Desta forma, as iniciativas de integração monetária podem ser didaticamente divididas em três grandes fases[29], que marcam a trajetória monetária comum desde a União Europeia de Pagamentos até chegar à União Econômica Monetária. A primeira dirá respeito ao contexto do imediato pós-guerra até 1958, com a extinção da União Europeia de Pagamentos. A segunda diz respeito ao período de tentativa de enquadramento das moedas europeias no padrão dólar-ouro e as soluções autônomas de antes e de após o rompimento dos Acordos de Bretton Woods, dentro do padrão dólar-flexível[30] (SERRANO, 2004), englobando os acordos de serpente monetária e o sistema monetário europeu. A terceira vincula-se à correção de rumo dada ao projeto europeu pelo Tratado de Maastricht, ressaltando os acontecimentos de preparação e de consolidação da moeda comum, o euro. Todas as etapas divididas didaticamente nesta pesquisa são diretamente influenciadas pela hegemonia estadunidense no sistema internacional
III- Primeira Fase: a Organização Europeia para a Cooperação Econômica e a União Europeia de Pagamentos
A partir da mudança de estratégia hegemônica para a Europa, com o advento do Plano Marshall em 1948, foi criada uma engenharia para a reconstrução dos países que se submeteram à estratégia estadunidense[31], a qual pode ser considerada como a primeira fase. Politicamente, neste momento de crise, o capital foi obrigado a conciliar-se com o trabalho, havendo uma manifesta expansão dos direitos sociais e da intervenção estatal na economia, modelo conhecido como de bem-estar social, praticado até mesmo por governos liberais, como na Alemanha (EICHENGREEN, 2000: p. 151): “Uma acomodação com os partidos trabalhistas era vital para que a Europa impedisse que as crises políticas e greves se colocassem como obstáculos no caminho da recuperação e do crescimento.”. Isso fez com que, economicamente, para recuperar as forças, as finanças fossem obrigadas a se conciliar com interesses industriais. Logo, os investimentos externos fomentaram o público, sendo direcionados pelos commanding heighties[32] para infraestrutura e indústrias pesadas, que em uma visão universal não deveriam competir internacionalmente, pois estes setores precisavam de mercados amplos. Este panorama veio a justificar a administração multilateral dos bens de produção essenciais para a guerra, como o carvão e aço, o que ficou refletido na criação da Comunidade Europeia de Carvão e Aço, a CECA, em 1951[33].

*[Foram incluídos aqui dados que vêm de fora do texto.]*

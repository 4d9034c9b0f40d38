use std::sync::Arc;
use std::time::Duration;

use chrono::NaiveDate;
use task_tracker::config::{LOG_SHEET, REQUIRED_COLUMNS};
use task_tracker::connector::Connector;
use task_tracker::retry::RetryPolicy;
use task_tracker::sheets::MemorySheets;
use task_tracker::sheets::memory::Op;
use task_tracker::store::{ResetReason, SavePath, TaskStore, today, validate_structure};
use task_tracker::task::{Priority, Stage, Task, TaskDraft, TaskKind, seed_tasks};
use task_tracker::TrackerError;

const SHEET: &str = "Tarefas";

fn header() -> Vec<String> {
    REQUIRED_COLUMNS.iter().map(|c| c.to_string()).collect()
}

fn seeded_rows() -> Vec<Vec<String>> {
    let header = header();
    let date = NaiveDate::from_ymd_opt(2025, 11, 1).unwrap();
    let mut rows = vec![header.clone()];
    rows.extend(seed_tasks(date).iter().map(|t| t.to_row(&header)));
    rows
}

fn fixture(rows: Vec<Vec<String>>) -> (Arc<MemorySheets>, TaskStore) {
    let sheets = Arc::new(MemorySheets::with_rows(SHEET, rows));
    let store = TaskStore::new(Connector::with_store(sheets.clone()))
        .with_retry(RetryPolicy::immediate(5))
        .with_verify_delay(Duration::ZERO);
    (sheets, store)
}

fn row(values: &[&str]) -> Vec<String> {
    values.iter().map(|v| v.to_string()).collect()
}

fn draft(title: &str) -> TaskDraft {
    TaskDraft {
        title: title.to_string(),
        description: "  Some details  ".to_string(),
        assignee: "Israel".to_string(),
        kind: TaskKind::Bugfix,
        priority: Priority::High,
        status: Stage::Backlog,
        due_date: today() + chrono::Duration::days(3),
    }
}

fn log_rows(sheets: &MemorySheets) -> Vec<Vec<String>> {
    sheets.snapshot(LOG_SHEET).into_iter().skip(1).collect()
}

#[test]
fn test_validate_structure_reports_missing_columns() {
    let (ok, missing) = validate_structure(&header());
    assert!(ok);
    assert!(missing.is_empty());

    let partial = row(&["id", "titulo", "status"]);
    let (ok, missing) = validate_structure(&partial);
    assert!(!ok);
    assert!(missing.contains(&"progresso".to_string()));
    assert!(!missing.contains(&"titulo".to_string()));
}

#[tokio::test]
async fn test_load_parses_and_coerces_rows() {
    let mut rows = vec![header()];
    rows.push(row(&[
        "7", "Fix login", "", "Pedro", "Unknown stage", "Bugfix (Correção)", "🔴 Urgente", "2025-12-01", "250", "2025-11-01",
    ]));
    rows.push(row(&[
        "8.0", "Docs", "", "Israel", "Concluído", "Refatoração", "⚪ Baixa", "not a date", "abc", "",
    ]));
    rows.push(row(&["x", "Dropped", "", "Pedro", "", "", "", "", "", ""]));
    let (_, store) = fixture(rows);

    let outcome = store.load_tasks().await.unwrap();
    assert!(outcome.reset.is_none());
    assert_eq!(outcome.tasks.len(), 2);

    let first = &outcome.tasks[0];
    assert_eq!(first.id, 7);
    assert_eq!(first.status, Stage::Backlog);
    assert_eq!(first.progress, 100);
    assert_eq!(first.due_date, NaiveDate::from_ymd_opt(2025, 12, 1));

    let second = &outcome.tasks[1];
    assert_eq!(second.id, 8);
    assert_eq!(second.progress, 0);
    assert_eq!(second.due_date, None);
    assert_eq!(second.status, Stage::Done);
}

#[tokio::test]
async fn test_load_reseeds_empty_sheet() {
    let (sheets, store) = fixture(Vec::new());
    let outcome = store.load_tasks().await.unwrap();

    assert_eq!(outcome.reset, Some(ResetReason::Empty));
    assert_eq!(outcome.tasks.len(), 5);
    let written = sheets.snapshot(SHEET);
    assert_eq!(written[0], header());
    assert_eq!(written.len(), 6);
}

#[tokio::test]
async fn test_load_reseeds_header_only_sheet() {
    let (_, store) = fixture(vec![header()]);
    let outcome = store.load_tasks().await.unwrap();
    assert_eq!(outcome.reset, Some(ResetReason::Empty));
}

#[tokio::test]
async fn test_load_reseeds_when_columns_are_missing() {
    let rows = vec![row(&["id", "titulo"]), row(&["1", "Anything"])];
    let (sheets, store) = fixture(rows);

    let outcome = store.load_tasks().await.unwrap();
    match outcome.reset {
        Some(ResetReason::MissingColumns(missing)) => assert!(missing.contains(&"status".to_string())),
        other => panic!("unexpected reset: {:?}", other),
    }
    assert_eq!(sheets.snapshot(SHEET)[0], header());
}

#[tokio::test]
async fn test_load_reseeds_when_no_id_is_numeric() {
    let mut rows = vec![header()];
    rows.push(row(&["abc", "Broken row", "", "", "", "", "", "", "", ""]));
    let (_, store) = fixture(rows);

    let outcome = store.load_tasks().await.unwrap();
    assert_eq!(outcome.reset, Some(ResetReason::Corrupt));
    assert_eq!(outcome.tasks.len(), 5);
}

#[tokio::test]
async fn test_load_reseeds_after_read_failure() {
    let (sheets, store) = fixture(seeded_rows());
    // Connect first so the injected failure hits the value read
    store.connector().handle().await.unwrap();
    sheets.fail_next(Op::Read, 1);

    let outcome = store.load_tasks().await.unwrap();
    assert!(matches!(outcome.reset, Some(ResetReason::ReadFailed(_))));
}

#[tokio::test]
async fn test_next_id_is_max_plus_one() {
    let mut rows = seeded_rows();
    rows.push(row(&["42", "Late", "", "Pedro", "", "", "", "", "", ""]));
    rows.push(row(&["n/a", "Junk", "", "Pedro", "", "", "", "", "", ""]));
    let (_, store) = fixture(rows);

    assert_eq!(store.next_id().await.unwrap(), 43);
}

#[tokio::test]
async fn test_next_id_on_empty_sheet_is_one() {
    let (_, store) = fixture(vec![header()]);
    assert_eq!(store.next_id().await.unwrap(), 1);
}

#[tokio::test]
async fn test_next_id_retries_through_rate_limits() {
    let (sheets, store) = fixture(seeded_rows());
    sheets.rate_limit_next(3);

    assert_eq!(store.next_id().await.unwrap(), 6);
    assert!(sheets.calls(Op::Read) >= 4);
}

#[tokio::test]
async fn test_next_id_gives_up_after_max_attempts() {
    let sheets = Arc::new(MemorySheets::with_rows(SHEET, seeded_rows()));
    let store = TaskStore::new(Connector::with_store(sheets.clone())).with_retry(RetryPolicy::immediate(3));
    sheets.rate_limit_next(10);

    let err = store.next_id().await.unwrap_err();
    assert!(err.is_rate_limit());
    assert_eq!(sheets.calls(Op::Read), 3);
}

#[tokio::test]
async fn test_is_id_unique_counts_the_id_column() {
    let mut rows = seeded_rows();
    rows.push(row(&["3", "Same id", "", "Pedro", "", "", "", "", "", ""]));
    let (_, store) = fixture(rows);

    assert!(store.is_id_unique(1).await);
    assert!(!store.is_id_unique(3).await);
    assert!(store.is_id_unique(99).await);
}

#[tokio::test]
async fn test_is_id_unique_treats_failed_check_as_unique() {
    let (sheets, store) = fixture(seeded_rows());
    sheets.rate_limit_next(5);
    assert!(store.is_id_unique(1).await);
}

#[tokio::test]
async fn test_update_field_writes_one_cell_and_logs() {
    let (sheets, store) = fixture(seeded_rows());

    store.update_field(2, "progresso", "80", "Israel").await.unwrap();

    let rows = sheets.snapshot(SHEET);
    assert_eq!(rows[2][8], "80");
    assert_eq!(sheets.calls(Op::UpdateCell), 1);

    let logs = log_rows(&sheets);
    assert_eq!(logs.len(), 1);
    assert_eq!(&logs[0][1..], &row(&["atualizacao", "2", "progresso", "60", "80", "Israel"])[..]);
}

#[tokio::test]
async fn test_update_field_rejects_unknown_field_and_id() {
    let (sheets, store) = fixture(seeded_rows());

    let err = store.update_field(2, "cor", "azul", "Pedro").await.unwrap_err();
    assert!(matches!(err, TrackerError::UnknownField(f) if f == "cor"));

    let err = store.update_field(99, "progresso", "10", "Pedro").await.unwrap_err();
    assert!(matches!(err, TrackerError::NotFound(_)));

    assert_eq!(sheets.calls(Op::UpdateCell), 0);
    assert!(log_rows(&sheets).is_empty());
}

#[tokio::test]
async fn test_update_field_matches_id_column_only() {
    let mut rows = vec![header()];
    // Task 10 has "4" in its progress column; task 4 must still be found by id
    rows.push(row(&["10", "Ten", "", "Pedro", "Backlog/A Fazer", "", "", "", "4", ""]));
    rows.push(row(&["4", "Four", "", "Pedro", "Backlog/A Fazer", "", "", "", "0", ""]));
    let (sheets, store) = fixture(rows);

    store.update_field(4, "titulo", "Four updated", "Pedro").await.unwrap();

    let rows = sheets.snapshot(SHEET);
    assert_eq!(rows[1][1], "Ten");
    assert_eq!(rows[2][1], "Four updated");
}

#[tokio::test]
async fn test_update_fields_batches_and_skips_unknown() {
    let (sheets, store) = fixture(seeded_rows());
    let fields = [
        ("status", "Code Review/QA".to_string()),
        ("progresso", "70".to_string()),
        ("nope", "x".to_string()),
    ];

    store.update_fields(4, &fields, "Eduardo").await.unwrap();

    let rows = sheets.snapshot(SHEET);
    assert_eq!(rows[4][4], "Code Review/QA");
    assert_eq!(rows[4][8], "70");
    assert_eq!(sheets.calls(Op::BatchUpdate), 1);

    let logs = log_rows(&sheets);
    assert_eq!(logs.len(), 2);
    assert_eq!(logs[0][3], "status");
    assert_eq!(logs[0][4], "Backlog/A Fazer");
    assert_eq!(logs[1][3], "progresso");
    assert_eq!(logs[1][5], "70");
    assert_eq!(logs[0][0], logs[1][0]);
}

#[tokio::test]
async fn test_append_task_logs_every_column() {
    let (sheets, store) = fixture(seeded_rows());
    let task = draft("Novo relatório").into_task(6, today());

    store.append_task(&task, "Israel", true).await.unwrap();

    let rows = sheets.snapshot(SHEET);
    assert_eq!(rows.len(), 7);
    assert_eq!(rows[6][0], "6");
    assert_eq!(rows[6][2], "Some details");

    let logs = log_rows(&sheets);
    assert_eq!(logs.len(), REQUIRED_COLUMNS.len());
    assert!(logs.iter().all(|l| l[1] == "criacao" && l[2] == "6" && l[4].is_empty()));
}

#[tokio::test]
async fn test_append_task_without_header_fails() {
    let (_, store) = fixture(Vec::new());
    let task = draft("Novo relatório").into_task(1, today());
    let err = store.append_task(&task, "Israel", false).await.unwrap_err();
    assert!(matches!(err, TrackerError::MissingHeaders));
}

#[tokio::test]
async fn test_append_task_detects_concurrent_duplicate() {
    let (sheets, store) = fixture(seeded_rows());
    sheets.echo_next_appends(1);
    let task = draft("Novo relatório").into_task(6, today());

    let err = store.append_task(&task, "Israel", true).await.unwrap_err();
    assert!(matches!(err, TrackerError::Conflict(_)));
}

#[tokio::test]
async fn test_add_task_incremental_path() {
    let (sheets, store) = fixture(seeded_rows());
    let mut cache = store.load_tasks().await.unwrap().tasks;
    let task = draft("Novo relatório").into_task(6, today());

    let path = store.add_task(task, &mut cache, "Israel").await.unwrap();

    assert_eq!(path, SavePath::Incremental);
    assert_eq!(cache.len(), 6);
    assert_eq!(cache.iter().filter(|t| t.id == 6).count(), 1);
    assert_eq!(sheets.calls(Op::Clear), 0);
}

#[tokio::test]
async fn test_add_task_falls_back_to_full_rewrite() {
    let (sheets, store) = fixture(seeded_rows());
    let mut cache = store.load_tasks().await.unwrap().tasks;
    sheets.fail_next(Op::Append, 1);
    let task = draft("Novo relatório").into_task(6, today());

    let path = store.add_task(task, &mut cache, "Israel").await.unwrap();

    assert_eq!(path, SavePath::FullRewrite);
    assert_eq!(cache.len(), 6);
    let rows = sheets.snapshot(SHEET);
    assert_eq!(rows.len(), 7);
    assert_eq!(rows[6][1], "Novo relatório");
    assert!(log_rows(&sheets).iter().any(|l| l[1] == "criacao" && l[2] == "6"));
}

#[tokio::test]
async fn test_add_task_rewrite_removes_duplicate_row() {
    let (sheets, store) = fixture(seeded_rows());
    let mut cache = store.load_tasks().await.unwrap().tasks;
    sheets.echo_next_appends(1);
    let task = draft("Novo relatório").into_task(6, today());

    let path = store.add_task(task, &mut cache, "Israel").await.unwrap();

    assert_eq!(path, SavePath::FullRewrite);
    let ids: Vec<String> = sheets.snapshot(SHEET).iter().skip(1).map(|r| r[0].clone()).collect();
    assert_eq!(ids, row(&["1", "2", "3", "4", "5", "6"]));
}

#[tokio::test]
async fn test_create_task_validates_before_writing() {
    let (sheets, store) = fixture(seeded_rows());
    let mut cache = store.load_tasks().await.unwrap().tasks;

    let err = store.create_task(draft("Tiny"), &mut cache, "Pedro").await.unwrap_err();
    assert!(matches!(err, TrackerError::Validation(_)));

    let mut past = draft("Past due task");
    past.due_date = today() - chrono::Duration::days(1);
    let err = store.create_task(past, &mut cache, "Pedro").await.unwrap_err();
    assert!(matches!(err, TrackerError::Validation(_)));

    assert_eq!(sheets.calls(Op::Append), 0);
    assert_eq!(cache.len(), 5);
}

#[tokio::test]
async fn test_create_task_assigns_next_id() {
    let (_, store) = fixture(seeded_rows());
    let mut cache = store.load_tasks().await.unwrap().tasks;

    let (task, path) = store
        .create_task(draft("  Painel de métricas "), &mut cache, "Pedro")
        .await
        .unwrap();

    assert_eq!(task.id, 6);
    assert_eq!(task.title, "Painel de métricas");
    assert_eq!(task.progress, 0);
    assert_eq!(task.created_at, Some(today()));
    assert_eq!(path, SavePath::Incremental);
}

#[tokio::test]
async fn test_move_task_to_full_progress_completes() {
    let (sheets, store) = fixture(seeded_rows());
    let mut cache = store.load_tasks().await.unwrap().tasks;

    let outcome = store
        .move_task(2, Stage::InDevelopment, 100, &mut cache, "Israel")
        .await
        .unwrap();

    assert!(outcome.auto_completed);
    assert_eq!(outcome.task.status, Stage::Done);
    assert_eq!(outcome.path, SavePath::Incremental);
    let cached: &Task = cache.iter().find(|t| t.id == 2).unwrap();
    assert_eq!(cached.status, Stage::Done);
    assert_eq!(sheets.snapshot(SHEET)[2][4], "Concluído");
}

#[tokio::test]
async fn test_move_task_falls_back_to_full_rewrite() {
    let (sheets, store) = fixture(seeded_rows());
    let mut cache = store.load_tasks().await.unwrap().tasks;
    sheets.fail_next(Op::BatchUpdate, 1);

    let outcome = store
        .move_task(4, Stage::Review, 50, &mut cache, "Eduardo")
        .await
        .unwrap();

    assert_eq!(outcome.path, SavePath::FullRewrite);
    assert!(!outcome.auto_completed);
    let rows = sheets.snapshot(SHEET);
    assert_eq!(rows[4][4], "Code Review/QA");
    assert_eq!(rows[4][8], "50");
}

#[tokio::test]
async fn test_move_unknown_task_is_not_found() {
    let (_, store) = fixture(seeded_rows());
    let mut cache = store.load_tasks().await.unwrap().tasks;
    let err = store
        .move_task(77, Stage::Review, 50, &mut cache, "Eduardo")
        .await
        .unwrap_err();
    assert!(matches!(err, TrackerError::NotFound(_)));
}
#![cfg(not(tarpaulin_include))]

use std::env;
use std::fs;

use task_tracker::config::Settings;
use task_tracker::connector::Connector;
use task_tracker::downloader::{log_to_csv, tasks_to_csv};
use task_tracker::store::TaskStore;
use task_tracker::task::format_date;

fn usage(program: &str) {
    eprintln!("Usage: {} <command>", program);
    eprintln!("Commands:");
    eprintln!("  list            Print every task");
    eprintln!("  export <file>   Write the task table as CSV");
    eprintln!("  logs [file]     Print or write the audit log as CSV");
    eprintln!("  next-id         Print the next free id");
    eprintln!("  seed            Overwrite the sheet with the sample tasks");
}

#[tokio::main]
async fn main() -> Result<(), Box<dyn std::error::Error>> {
    env_logger::Builder::from_env(env_logger::Env::default().default_filter_or("warn")).init();

    let args: Vec<String> = env::args().collect();
    if args.len() < 2 {
        usage(&args[0]);
        return Ok(());
    }

    let settings = Settings::from_env()?;
    let store = TaskStore::new(Connector::from_settings(&settings))
        .with_verify_delay(settings.verify_delay);

    match args[1].as_str() {
        "list" => {
            let outcome = store.load_tasks().await?;
            if let Some(reason) = &outcome.reset {
                eprintln!("Sheet reinitialised: {}", reason);
            }
            for task in &outcome.tasks {
                println!(
                    "#{:<4} {:<40} {:<10} {:<20} {:>3}%  {}",
                    task.id,
                    task.title,
                    task.assignee,
                    task.status,
                    task.progress,
                    format_date(task.due_date)
                );
            }
        }
        "export" => {
            let Some(path) = args.get(2) else {
                usage(&args[0]);
                return Ok(());
            };
            let outcome = store.load_tasks().await?;
            fs::write(path, tasks_to_csv(&outcome.tasks))?;
            println!("Wrote {} tasks to {}", outcome.tasks.len(), path);
        }
        "logs" => {
            let csv = log_to_csv(&store.log_entries().await?);
            match args.get(2) {
                Some(path) => fs::write(path, csv)?,
                None => print!("{}", csv),
            }
        }
        "next-id" => println!("{}", store.next_id().await?),
        "seed" => {
            let tasks = store.seed().await?;
            println!("Wrote {} sample tasks", tasks.len());
        }
        other => {
            eprintln!("Unknown command: {}", other);
            usage(&args[0]);
        }
    }

    Ok(())
}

A aceitação dos investimentos externos e da dolarização da economia europeia revelou a intenção dos capitais nacionais locais em compor com o dólar. Para administrar os recursos oriundos da injeção de dólares na economia europeia proporcionada pelo Plano Marshall foi criada a Organização Europeia para Cooperação Econômica[34], em 1948. Em um contexto de debilidades econômicas decorrentes da guerra, carência de reserva de meios de pagamentos internacionais, o que impedia a conversibilidade imediata das moedas, de necessidade imperativa de obtenção de dólares para importar máquinas e equipamentos dos Estados Unidos e de frustradas tentativas de conversibilidade isolada da libra, a organização internacional viabilizou em seu âmbito a criação da União Europeia de Pagamentos[35], medidas cujo objetivo era facilitar a conversibilidade gradual das moedas europeias em dólar e incentivar a liberalização comercial. Mendonça resume o funcionamento do sistema de pagamentos (MENDONÇA, 2004: p. 3):
“Os pagamentos e as receitas de exportação dos diferentes países eram centralizados no Banco de Pagamentos Internacionais (instituição integrada na UEP) procedendo-se mensalmente aos acertos de saldos, através do pagamento em ouro ou em dólares. Inicialmente só uma parte dos saldos era regularizada deste modo sendo a parte restante transformada em crédito do credor ao devedor. Todavia, à medida que o processo de reconstrução se foi realizando e as reservas foram sendo reconstituídas, foi diminuindo a fracção de crédito e aumentando o pagamento em dólares ou em ouro.”
Encetou-se, assim, a primeira iniciativa econômica de cooperação monetária na Europa Ocidental por um meio próprio, fora da lógica do sistema monetário padrão, mas com a tolerância e chancela estadunidense, reconhecendo o irrealismo das exigências rígidas de Bretton Woods. Dentro da alçada da OECE e fora do âmbito do FMI (já que nesta época não tinha aderido ainda ao padrão monetário internacional), a União Europeia de Pagamentos propiciou a formação de uma zona autônoma, onde circulava uma verdadeira moeda europeia, constituída pela transferência de saldos credores em seu interior, a unidade de conta europeia (UCE). Após cumprir seus objetivos, tornar as moedas europeias conversíveis em dólar e liberalizar o comércio, foi extinta em 1958.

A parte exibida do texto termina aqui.